Doch ist das Ergebnis auch gut? Die vorletzte Folge 7 und auch die Episoden 5 und 6 wissen zu überzeugen. Lyra und Will erreichen lange gehegte Ziele, der Krieg tobt, die Ideen und Pläne werden deutlich. Natürlich ist dieser Kriegsausgang und der Feind etwas absurd und überzeichnet, aber das fällt nicht weiter negativ auf. Ich fühlte mich zeitweise etwas an die Spielereihe Xenoblade erinnert (mit Schöpfern, Religionsmetaphern und Co.), „His Dark Materials ist” aber leider nicht so durchdacht, mit doppeltem Boden und großartig inszeniert wie die erwähnte Spielereihe (die ich sehr empfehlen möchte). Dennoch funktioniert dieser Verlauf der Reise und die 3. Staffel ist weitgehend unterhaltsam. Doch dann kommt das tatsächliche Ende, die letzte Folge…

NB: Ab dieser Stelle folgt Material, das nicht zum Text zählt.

use std::sync::Arc;

use async_trait::async_trait;
use axum::http::request::Parts;
use serde_json::{Map, Value};

use authz_decision_sdk::{AuthDecisionClient, DecisionError, DecisionRequestConfig};

use super::config_source::{ConfigResolution, DecisionConfigProducer, DecisionConfigSource};
use super::unconditional::UnconditionalDecisionGate;
use super::{Gate, GateVerdict};
use crate::context::DecisionRequestContext;
use crate::domain::identity::IdentityResolver;
use crate::domain::session::CredentialExtractor;

pub type InputProducerFn = dyn Fn(&DecisionRequestContext<'_>) -> Result<Map<String, Value>, DecisionError>
    + Send
    + Sync;

/// Input document of a permission check.
#[derive(Clone, Default)]
pub enum PermissionInput {
    #[default]
    None,
    Static(Map<String, Value>),
    Producer(Arc<InputProducerFn>),
}

impl PermissionInput {
    #[must_use]
    pub fn from_fn<F>(f: F) -> Self
    where
        F: Fn(&DecisionRequestContext<'_>) -> Result<Map<String, Value>, DecisionError>
            + Send
            + Sync
            + 'static,
    {
        Self::Producer(Arc::new(f))
    }
}

impl From<Map<String, Value>> for PermissionInput {
    fn from(input: Map<String, Value>) -> Self {
        Self::Static(input)
    }
}

struct PermissionConfigProducer {
    operation_uri: String,
    input: PermissionInput,
}

#[async_trait]
impl DecisionConfigProducer for PermissionConfigProducer {
    async fn produce(
        &self,
        ctx: &DecisionRequestContext<'_>,
    ) -> Result<ConfigResolution, DecisionError> {
        let config = DecisionRequestConfig::new(self.operation_uri.clone());
        let config = match &self.input {
            PermissionInput::None => config,
            PermissionInput::Static(input) => config.with_input(input.clone()),
            PermissionInput::Producer(produce) => {
                let input = (**produce)(ctx).map_err(|err| {
                    if err.is_rejection() {
                        err
                    } else {
                        DecisionError::InvalidRequest(format!(
                            "failed to build input for `{}`: {err}",
                            self.operation_uri
                        ))
                    }
                })?;
                config.with_input(input)
            }
        };
        Ok(ConfigResolution::Resolved(config))
    }
}

/// Single-object permission check: `operation_uri` must be granted
/// unconditionally for the given input.
pub struct PermissionGate {
    inner: UnconditionalDecisionGate,
}

impl PermissionGate {
    #[must_use]
    pub fn new(
        client: Arc<dyn AuthDecisionClient>,
        operation_uri: impl Into<String>,
        input: PermissionInput,
    ) -> Self {
        let source = DecisionConfigSource::producer(PermissionConfigProducer {
            operation_uri: operation_uri.into(),
            input,
        });
        Self {
            inner: UnconditionalDecisionGate::new(client, source, true),
        }
    }

    #[must_use]
    pub fn with_identity_resolver(mut self, resolver: Arc<dyn IdentityResolver>) -> Self {
        self.inner = self.inner.with_identity_resolver(resolver);
        self
    }

    #[must_use]
    pub fn with_credentials(mut self, credentials: CredentialExtractor) -> Self {
        self.inner = self.inner.with_credentials(credentials);
        self
    }
}

#[async_trait]
impl Gate for PermissionGate {
    async fn evaluate(&self, parts: &mut Parts) -> GateVerdict {
        self.inner.evaluate(parts).await
    }
}
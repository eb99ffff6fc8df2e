use std::{
    collections::HashMap,
    fs,
    path::{Path, PathBuf},
};

use anyhow::{anyhow, Context};

#[derive(Debug)]
pub struct Settings {
    pub bind_addr: String,
    pub fixture_path: String,
}

impl Default for Settings {
    fn default() -> Self {
        Self {
            bind_addr: "127.0.0.1:3000".into(),
            fixture_path: "./data/db.json".into(),
        }
    }
}

pub fn load_settings() -> Settings {
    let mut settings = Settings::default();

    if let Ok(raw) = fs::read_to_string("server.toml") {
        if let Ok(file_cfg) = toml::from_str::<HashMap<String, String>>(&raw) {
            if let Some(v) = file_cfg.get("bind_addr") {
                settings.bind_addr = v.clone();
            }
            if let Some(v) = file_cfg.get("fixture_path") {
                settings.fixture_path = v.clone();
            }
        }
    }

    if let Ok(v) = std::env::var("SERVER_BIND") {
        settings.bind_addr = v;
    }
    if let Ok(v) = std::env::var("APP__BIND_ADDR") {
        settings.bind_addr = v;
    }

    if let Ok(v) = std::env::var("FIXTURE_PATH") {
        settings.fixture_path = v;
    }
    if let Ok(v) = std::env::var("APP__FIXTURE_PATH") {
        settings.fixture_path = v;
    }

    settings
}

/// Resolves the configured fixture path and checks that it points at a file.
pub fn prepare_fixture_path(raw_fixture_path: &str) -> anyhow::Result<PathBuf> {
    let path = normalize_fixture_path(raw_fixture_path);
    let metadata = fs::metadata(&path)
        .with_context(|| format!("fixture file '{}' is not readable", path.display()))?;
    if !metadata.is_file() {
        return Err(anyhow!("fixture path '{}' is not a file", path.display()));
    }
    Ok(path)
}

fn normalize_fixture_path(raw_fixture_path: &str) -> PathBuf {
    let raw_fixture_path = raw_fixture_path.trim();

    if raw_fixture_path.is_empty() {
        return PathBuf::from(Settings::default().fixture_path);
    }

    Path::new(&raw_fixture_path.replace('\\', "/")).to_path_buf()
}

#[cfg(test)]
#[path = "tests/config_tests.rs"]
mod tests;
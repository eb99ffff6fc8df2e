use serde::{Deserialize, Serialize};

use crate::domain::{ImageId, SubjectId};

/// Path of the directory collection (`GET /personalinfo`).
pub const PERSONAL_INFO_PATH: &str = "personalinfo";
/// Path of the image catalog collection (`GET /image`).
pub const IMAGE_PATH: &str = "image";

/// One entry of the directory collection. Extra fields are ignored.
#[derive(Debug, Clone, PartialEq, Eq, Serialize, Deserialize)]
pub struct PersonalInfoRecord {
    pub id: SubjectId,
    #[serde(default)]
    pub firstname: String,
    #[serde(default, skip_serializing_if = "Option::is_none")]
    pub birthday: Option<String>,
}

/// One entry of the image catalog. `personalinfo` references a directory id.
/// A record without a file name still belongs to its subject.
#[derive(Debug, Clone, PartialEq, Eq, Serialize, Deserialize)]
pub struct ImageRecord {
    pub id: ImageId,
    pub personalinfo: SubjectId,
    #[serde(default, skip_serializing_if = "Option::is_none")]
    pub image: Option<String>,
}
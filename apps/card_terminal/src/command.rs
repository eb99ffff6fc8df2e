use card_core::ReactionKind;

#[derive(Debug, Clone, Copy, PartialEq, Eq)]
pub enum Command {
    Randomize,
    Next,
    Previous,
    React(ReactionKind),
    Show,
    Help,
    Quit,
}

impl Command {
    pub fn parse(line: &str) -> Option<Self> {
        let word = line.trim().to_ascii_lowercase();
        let command = match word.as_str() {
            "r" | "random" | "randomize" => Command::Randomize,
            "n" | "next" => Command::Next,
            "p" | "prev" | "previous" => Command::Previous,
            "s" | "show" | "" => Command::Show,
            "h" | "help" | "?" => Command::Help,
            "q" | "quit" | "exit" => Command::Quit,
            other => Command::React(ReactionKind::from_label(other)?),
        };
        Some(command)
    }
}

pub fn help_text() -> String {
    let reactions: Vec<&str> = ReactionKind::ALL.iter().map(|kind| kind.label()).collect();
    format!(
        "commands: r(andomize), n(ext), p(revious), s(how), q(uit); reactions: {}",
        reactions.join(", ")
    )
}
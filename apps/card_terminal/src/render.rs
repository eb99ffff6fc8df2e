use card_core::{CardView, SessionStatus};

pub const LOADING_TEXT: &str = "Loading.....";

pub fn render_card(view: &CardView) -> String {
    match &view.status {
        SessionStatus::Loading => return LOADING_TEXT.to_string(),
        SessionStatus::Failed(message) => return format!("Error: {message}"),
        SessionStatus::Ready => {}
    }

    let mut lines = Vec::new();
    if !view.phase_class().is_empty() {
        lines.push(format!("[{}]", view.phase_class()));
    }
    lines.push(format!("{} ({})", view.display_name, view.age_text));
    if view.image_count == 0 {
        lines.push(format!("image: {}", view.image_file));
    } else {
        lines.push(format!(
            "image: {} ({}/{})",
            view.image_file,
            view.position + 1,
            view.image_count
        ));
        lines.push(format!("       {}", progress_bar(&view.progress)));
    }
    lines.push(format!("reactions: {}", view.reaction_count));
    if !view.can_randomize {
        lines.push("(no other profiles to show)".to_string());
    }
    lines.join("\n")
}

fn progress_bar(progress: &[bool]) -> String {
    progress
        .iter()
        .map(|&active| if active { '#' } else { '-' })
        .collect()
}

#[cfg(test)]
mod tests {
    use card_core::AnimationPhase;

    use super::*;

    fn ready_view() -> CardView {
        CardView {
            status: SessionStatus::Ready,
            phase: AnimationPhase::Idle,
            display_name: "Ada".to_string(),
            age_text: "34".to_string(),
            image_file: "IMG_0002.JPG".to_string(),
            image_count: 3,
            position: 1,
            progress: vec![false, true, false],
            reaction_count: 2,
            can_randomize: true,
            can_navigate: true,
        }
    }

    #[test]
    fn ready_card_lists_name_image_and_reactions() {
        assert_eq!(
            render_card(&ready_view()),
            "Ada (34)\nimage: IMG_0002.JPG (2/3)\n       -#-\nreactions: 2"
        );
    }

    #[test]
    fn transition_phase_is_shown_above_the_card() {
        let view = CardView {
            phase: AnimationPhase::ExitingOut,
            ..ready_view()
        };
        assert!(render_card(&view).starts_with("[fly-out]\nAda"));
    }

    #[test]
    fn placeholder_image_has_no_position() {
        let view = CardView {
            image_file: "NOTFOUND.PNG".to_string(),
            image_count: 0,
            position: 0,
            progress: Vec::new(),
            can_navigate: false,
            ..ready_view()
        };
        let text = render_card(&view);
        assert!(text.contains("image: NOTFOUND.PNG\n"), "{text}");
        assert!(!text.contains('#'));
    }

    #[test]
    fn loading_and_failure_replace_the_card() {
        let loading = CardView {
            status: SessionStatus::Loading,
            ..ready_view()
        };
        assert_eq!(render_card(&loading), LOADING_TEXT);

        let failed = CardView {
            status: SessionStatus::Failed("directory unavailable".to_string()),
            ..ready_view()
        };
        assert_eq!(render_card(&failed), "Error: directory unavailable");
    }
}
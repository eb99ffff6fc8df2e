use std::{fs, path::Path, time::Duration};

use toml::{Table, Value};
use tracing::warn;

use crate::coordinator::TransitionTimings;

pub const DEFAULT_CONFIG_FILE: &str = "card.toml";

#[derive(Debug, Clone, PartialEq, Eq)]
pub struct CardSettings {
    pub service_base_url: String,
    pub exit_delay_ms: u64,
    pub enter_duration_ms: u64,
    pub request_timeout_ms: u64,
}

impl Default for CardSettings {
    fn default() -> Self {
        Self {
            service_base_url: "http://localhost:3000".into(),
            exit_delay_ms: 1000,
            enter_duration_ms: 600,
            request_timeout_ms: 10_000,
        }
    }
}

impl CardSettings {
    pub fn timings(&self) -> TransitionTimings {
        TransitionTimings {
            exit_delay: Duration::from_millis(self.exit_delay_ms),
            enter_duration: Duration::from_millis(self.enter_duration_ms),
        }
    }

    pub fn request_timeout(&self) -> Duration {
        Duration::from_millis(self.request_timeout_ms)
    }
}

pub fn load_settings() -> CardSettings {
    load_settings_from(Path::new(DEFAULT_CONFIG_FILE))
}

/// Defaults, then the optional TOML file at `path`, then the environment.
pub fn load_settings_from(path: &Path) -> CardSettings {
    let mut settings = CardSettings::default();

    if let Ok(raw) = fs::read_to_string(path) {
        apply_file_overrides(&mut settings, &raw);
    }
    apply_env_overrides(&mut settings, |key| std::env::var(key).ok());

    settings
}

fn apply_file_overrides(settings: &mut CardSettings, raw: &str) {
    let file_cfg = match raw.parse::<Table>() {
        Ok(table) => table,
        Err(error) => {
            warn!(%error, "ignoring unreadable card settings file");
            return;
        }
    };

    if let Some(v) = file_cfg.get("service_base_url").and_then(Value::as_str) {
        settings.service_base_url = v.to_string();
    }
    if let Some(v) = file_cfg.get("exit_delay_ms").and_then(millis) {
        settings.exit_delay_ms = v;
    }
    if let Some(v) = file_cfg.get("enter_duration_ms").and_then(millis) {
        settings.enter_duration_ms = v;
    }
    if let Some(v) = file_cfg.get("request_timeout_ms").and_then(millis) {
        settings.request_timeout_ms = v;
    }
}

fn apply_env_overrides(settings: &mut CardSettings, lookup: impl Fn(&str) -> Option<String>) {
    if let Some(v) = lookup("CARD_SERVICE_URL") {
        settings.service_base_url = v;
    }
    if let Some(v) = lookup("APP__SERVICE_BASE_URL") {
        settings.service_base_url = v;
    }
}

// Accepts `1000` as well as `"1000"`.
fn millis(value: &Value) -> Option<u64> {
    value
        .as_integer()
        .and_then(|v| u64::try_from(v).ok())
        .or_else(|| value.as_str()?.trim().parse().ok())
}
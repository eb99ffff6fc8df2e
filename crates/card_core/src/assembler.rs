use std::sync::Arc;

use anyhow::{anyhow, Result};
use async_trait::async_trait;
use shared::domain::SubjectId;
use tracing::{debug, info, warn};

use crate::{
    error::CardError,
    transport::HttpServiceClient,
    types::{ImageAsset, Subject, SubjectImageSet},
};

#[async_trait]
pub trait DirectoryService: Send + Sync {
    async fn fetch_subjects(&self) -> Result<Vec<Subject>>;
}

#[async_trait]
pub trait ImageCatalogService: Send + Sync {
    /// The whole catalog, unfiltered.
    async fn fetch_catalog(&self) -> Result<Vec<ImageAsset>>;
}

pub struct MissingDirectoryService;

#[async_trait]
impl DirectoryService for MissingDirectoryService {
    async fn fetch_subjects(&self) -> Result<Vec<Subject>> {
        Err(anyhow!("directory service is not configured"))
    }
}

pub struct MissingImageCatalogService;

#[async_trait]
impl ImageCatalogService for MissingImageCatalogService {
    async fn fetch_catalog(&self) -> Result<Vec<ImageAsset>> {
        Err(anyhow!("image catalog service is not configured"))
    }
}

/// Joins directory and catalog results. Every call goes to the services.
#[derive(Clone)]
pub struct DataAssembler {
    directory: Arc<dyn DirectoryService>,
    catalog: Arc<dyn ImageCatalogService>,
}

impl Default for DataAssembler {
    fn default() -> Self {
        Self::new(
            Arc::new(MissingDirectoryService),
            Arc::new(MissingImageCatalogService),
        )
    }
}

impl DataAssembler {
    pub fn new(
        directory: Arc<dyn DirectoryService>,
        catalog: Arc<dyn ImageCatalogService>,
    ) -> Self {
        Self { directory, catalog }
    }

    pub fn from_http(client: Arc<HttpServiceClient>) -> Self {
        Self::new(client.clone(), client)
    }

    pub async fn load_subjects(&self) -> Result<Vec<Subject>, CardError> {
        let subjects = self.directory.fetch_subjects().await.map_err(|source| {
            warn!(error = %source, "directory load failed");
            CardError::DirectoryUnavailable { source }
        })?;
        info!(count = subjects.len(), "loaded subjects from directory");
        Ok(subjects)
    }

    pub async fn load_images_for(
        &self,
        subject_id: &SubjectId,
    ) -> Result<SubjectImageSet, CardError> {
        let catalog = self.catalog.fetch_catalog().await.map_err(|source| {
            warn!(%subject_id, error = %source, "image catalog load failed");
            CardError::CatalogUnavailable {
                subject_id: subject_id.clone(),
                source,
            }
        })?;

        let catalog_size = catalog.len();
        let images = SubjectImageSet::from_catalog(subject_id.clone(), catalog);
        debug!(
            %subject_id,
            catalog_size,
            matched = images.len(),
            "filtered image catalog for subject"
        );
        Ok(images)
    }
}
async fn cmd_plan(
    events: &Path,
    tenant: &str,
    source: &str,
    split: Option<usize>,
    settings: &Settings,
) -> anyhow::Result<()> {
    let config = settings.resolve()?;
    // Round-trip through a scratch store to get the stream in (ts, event_id) order.
    let scratch = Store::in_memory().await?;
    scratch.insert_events(&read_events(events)?).await?;
    let table = scratch.load_events(tenant, source).await?;

    let planner = WindowPlanner::new(config.windowing.clone())?.with_range(config.date_range);
    let mut count = 0;
    for window in planner.plan(tenant, source, &table) {
        let window = window?;
        println!(
            "{:>4}  {}  {}  rows={} carried={}",
            window.index,
            fmt_ts(window.key.start),
            fmt_ts(window.key.end),
            window.len(),
            window.carried
        );
        if let Some(parts) = split {
            for part in WindowPlanner::split(&window, parts)? {
                println!(
                    "      {}  {}  rows={} carried={}",
                    fmt_ts(part.key.start),
                    fmt_ts(part.key.end),
                    part.len(),
                    part.carried
                );
            }
        }
        count += 1;
    }
    println!("\n{} window(s) over {} event(s)", count, table.len());
    Ok(())
}

async fn cmd_ingest(events: &Path, settings: &Settings) -> anyhow::Result<()> {
    let (_, store) = settings.open().await?;
    let table = read_events(events)?;
    let inserted = store.insert_events(&table).await?;
    println!(
        "Ingested {} of {} event(s) ({} already present)",
        inserted,
        table.len(),
        table.len() as u64 - inserted
    );
    Ok(())
}

async fn cmd_run(
    tenant: &str,
    source: &str,
    events: Option<&Path>,
    trace_id: Option<String>,
    settings: &Settings,
) -> anyhow::Result<()> {
    let (config, store) = settings.open().await?;
    if let Some(path) = events {
        let inserted = store.insert_events(&read_events(path)?).await?;
        println!("Ingested {} new event(s)", inserted);
    }

    tracing::info!(tenant, source, "Starting batch");
    let views = builtin_views(&store)?;
    let runner = PipelineRunner::new(
        store.clone(),
        canonical_registry()?,
        &views,
        Arc::new(DigestAgent::default()),
        config,
    )?;
    let runner = match trace_id {
        Some(id) => runner.with_trace_id(id),
        None => runner,
    };

    let cancel = runner.cancel_handle();
    tokio::spawn(async move {
        if tokio::signal::ctrl_c().await.is_ok() {
            eprintln!("Interrupted; finishing in-flight windows");
            cancel.cancel();
        }
    });

    let mut rx = runner.events().subscribe();
    let progress = tokio::spawn(async move {
        loop {
            let event = match rx.recv().await {
                Ok(event) => event,
                Err(broadcast::error::RecvError::Lagged(_)) => continue,
                Err(broadcast::error::RecvError::Closed) => break,
            };
            match event {
                PipelineEvent::WindowCompleted { window, artifacts, .. } => {
                    println!("  done     {}  ({} artifact(s))", fmt_ts(window.start), artifacts)
                }
                PipelineEvent::WindowSkipped { window } => {
                    println!("  skipped  {}", fmt_ts(window.start))
                }
                PipelineEvent::WindowFailed { window, error, .. } => {
                    println!("  failed   {}  {}", fmt_ts(window.start), error)
                }
                PipelineEvent::WindowRetrying { window, attempt } => {
                    println!("  retry    {}  attempt {}", fmt_ts(window.start), attempt)
                }
                _ => {}
            }
        }
    });

    let report = runner.run_stored(tenant, source).await;
    progress.abort();
    let report = report?;

    println!("\nBatch {} {}", report.run_id, report.status);
    println!(
        "Windows: {} completed, {} skipped, {} failed, {} cancelled",
        report.completed(),
        report.skipped(),
        report.failed(),
        report.cancelled()
    );
    for window in &report.windows {
        if let WindowOutcome::Failed { error } = &window.outcome {
            println!("  {}: {}", window.window, error);
        }
    }
    store.close().await;
    Ok(())
}

fn print_run(run: &RunRecord) {
    println!(
        "{}  {:<9}  {:<8}  {}  rows {}->{}{}",
        run.run_id,
        run.status,
        run.stage,
        fmt_ts(run.started_at),
        run.metrics.rows_in,
        run.metrics.rows_out,
        run.error
            .as_deref()
            .map(|e| format!("  error: {e}"))
            .unwrap_or_default()
    );
}

async fn cmd_runs(command: RunsCommand, settings: &Settings) -> anyhow::Result<()> {
    let (_, store) = settings.open().await?;
    let tracker = RunTracker::new(store);
    match command {
        RunsCommand::List { limit } => {
            for run in tracker.recent(limit).await? {
                print_run(&run);
            }
        }
        RunsCommand::Show { run_id } => {
            let run: RunId = run_id.parse()?;
            let Some(record) = tracker.get(run).await? else {
                anyhow::bail!("No run {run}");
            };
            println!("{}", serde_json::to_string_pretty(&record)?);
            let children = tracker.children(run).await?;
            if !children.is_empty() {
                println!("\nChildren:");
                for child in &children {
                    print_run(child);
                }
            }
        }
        RunsCommand::Lineage { run_id } => {
            let run: RunId = run_id.parse()?;
            for (depth, record) in tracker.lineage(run).await?.iter().enumerate() {
                print!("{}", "  ".repeat(depth));
                print_run(record);
            }
        }
    }
    Ok(())
}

Wenn ich es nett formuliere, bin ich einfach nicht die richtige Zielgruppe für so ein Ende. Wenn ich es böse formuliere, dann sah ich eine verschnulzte, leicht merkwürdige Kurzform der Twilight Reihe mit leichtem Schundroman-Charakter und Dialogen aus der Bravo Foto-Lovestory.  Es ist persé nichts Schlechtes, wenn sich ein Großteil des Endes auf Kitsch & Liebe stützt, aber es geht um die Umsetzung. Während es bei beispielsweise beim Xenoblade-Vergleichswerk aber metaphorischer, abstrakter, größer, allumfassender, top musikalisch untermalt, deutlich differenzierter und breitgefächerter ist, wirkt das Ende der Serie gar einfältig: Es ist einfach nur die spontane erste Liebe (der Bienentalk hat mir noch gefehlt), irgendwelche komischen spontanen neuen Parallelwelten-Regeln (die diesmal einfach so akzeptiert werden) und dann der erste Liebeskummer. 

Das wars. Hier fehlte definitiv der Tiefgang, das ist alles viel zu einfach und damit auch zu wenig. Das Ende weiß damit auf ganzer Linie zu enttäuschen und zieht die Bewertung nach unten.